In 1 Cor. 14:37, Paul wrote: "If any thinketh himself to be a prophet, or spiritual, let him acknowledge that the things that I write unto you are the commandments of the Lord." And John, in 1 Jo. 2:3-4 said: "And hereby we do know that we know him, if we keep his commandments. He that saith, I know him and keepeth not his commandments, is a liar and the truth is not in him." Then again, in Rev. 22:14, he said "Blessed are they that do his commandments that they may have right to the tree of life, and may enter in through the gates into the city."

God through Christ (Heb. 1:1-2) and Christ through the Holy spirit (Jo. 16:12-16), inspired the writers of the New Testament to write many statements of facts. This was established by the scriptures presented in last week's lesson. But the three above quoted scriptures prove they were also inspired to write commands.

However, as we read these commandments we find that some of them contain both specific and general commands. Yes, some of God's demands must be classified as being specific because by them God specifies. Whereas, others may be thought of as general demands; because by them. God does not specify.

Consider the following examples with me please.

(1) In Mark 16:15, we hear Jesus command: "Go ye into all the world and preach the gospel to every creature." This command is both specific and general. It is specific because it specifies what will be taught and to whom it will be taught. It was the gospel of Christ which was to be taught and it was to be taught to every creature. It is also general because it does not specify how we will go nor does it specify how we will teach every creature.

Therefore, we are not at liberty to choose either what will be taught or whom will be taught. However, in this command, God did not specify how we are to go and neither did he specify the method of teaching. So in fulfilling the demands of this scripture, we may chose both how we will go and the method of teaching.

(2) When we read from verse 16 through verse 28 of Acts 20, we learn that God has commanded the elders to teach the congregation of the church which they oversee. In this command, we also find both specific and general demands. Yes, God in verse 28 specified they were to teach the church all of the teachings of Christ which were applicable to its members. But he did not specify the church would be taught the teachings of Christ. But this did not grant unto the elders the privilege of deciding what they would teach. You see, the Lord had already specified what would be taught. Yet the elders are given the right, yea the responsibility of choosing some method. They may if they choose, call all the group together and teach them as a group, or they may, after calling them together, separate them into groups and provide a teacher for each group.

(3) According to Mat. 26, Mark 14, Luke 22 and ICor. 11, Jesus a short time before his death, introduced to his disciples the Lord's Supper. And that same night he said unto them: "This cup is the New Testament in my blood, this do ye, as oft as ye drink it in remembrance of me" (1 Cor. 11:25).

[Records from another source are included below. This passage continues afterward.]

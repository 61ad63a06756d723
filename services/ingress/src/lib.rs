//! # pv6-ingress
//!
//! Single entry point for clients of the proxy cluster. Spreads plain HTTP
//! proxy requests and CONNECT tunnels round robin over every healthy proxy
//! the cluster has reported.

pub mod error;
pub mod proxy;

pub use error::{BalancerError, IngressError};
pub use proxy::{
    IngressStats, IngressStatsSnapshot, Listener, ListenerConfig, LoadBalancer, ProxyEndpoint,
};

This scripture specifies that the Lord's Supper be partaken of in memory of Christ. Likewise, when we consider what is said in both this scripture and Acts 20:7, we find that the first day of the week is the specified time for partaking. But it does not specify the hour. So we may choose any time, from twelve a.m. through eleven p.m. as the time of that day to partake.

(4) In Co. 3; 17, we hear this: "Whatsoever ye do in word or deed do all in the name of the Lord Jesus." This command unlike the others we have considered, does not contain both specific and general demands. No, it in no uncertain words says: We must have authority for all that we teach and practice.

My readers, the scriptures thus far considered say three things. One - The Holy Spirit who revealed unto the writers of the New Testament many statements of facts, also revealed unto them numerous commands. Two - In all these commandments, the thing to be done is always specified. But the how, when, where, why, and how many are not. So no New Testament command may be classified as being altogether general. Never- theless, the commandments in which God has specified the thing to be done, but has not specified the how, when, where, why or the how many, may be said to be both specific and general. Three - if either the how, why, when, where or how many is not specified in one scripture but is in another, then we must not say it has not been specified.

All right, inasmuch as we have both specific and general demands, then it necessarily follows that we have both specific and general authority.

But what I ask, is specific authority? It is that which God has specified. Or to put it another way, it is that which God has demanded. It is the will of God. So this we must do or be lost (Mat. 7:21). You see, if after God has demanded that we do something, he also demands when we will do it, then when we do it is just as essential as doing it. However, that which I have just said about specific authority, is not the way it is with general authority.

Now, do not misunderstand me. I am not saying that general authority grants us the right to do anything for which we have no authority. But what it does do, is to allow us to decide when or how we will do that which has been demanded. That is, if God has not also demanded when or how it will be done. Consider with me, please, one or two examples of general authority. Acts 20:28 provides us with general authority for conducting Bible classes. Yes, inasmuch as it demands the flock be taught, but does not specify how this will be done, then we may, yea we must choose some method. If you were to demand that I dig a ditch, but you did not specify what tool I was to use, you would (by general or implied authority) be authorizing me to choose the tool.

Church buildings are authorized by general authority. Yes, God in Heb. 10:25 had demanded that we assemble; but he has not specified where we are to assemble. So, this we must decide.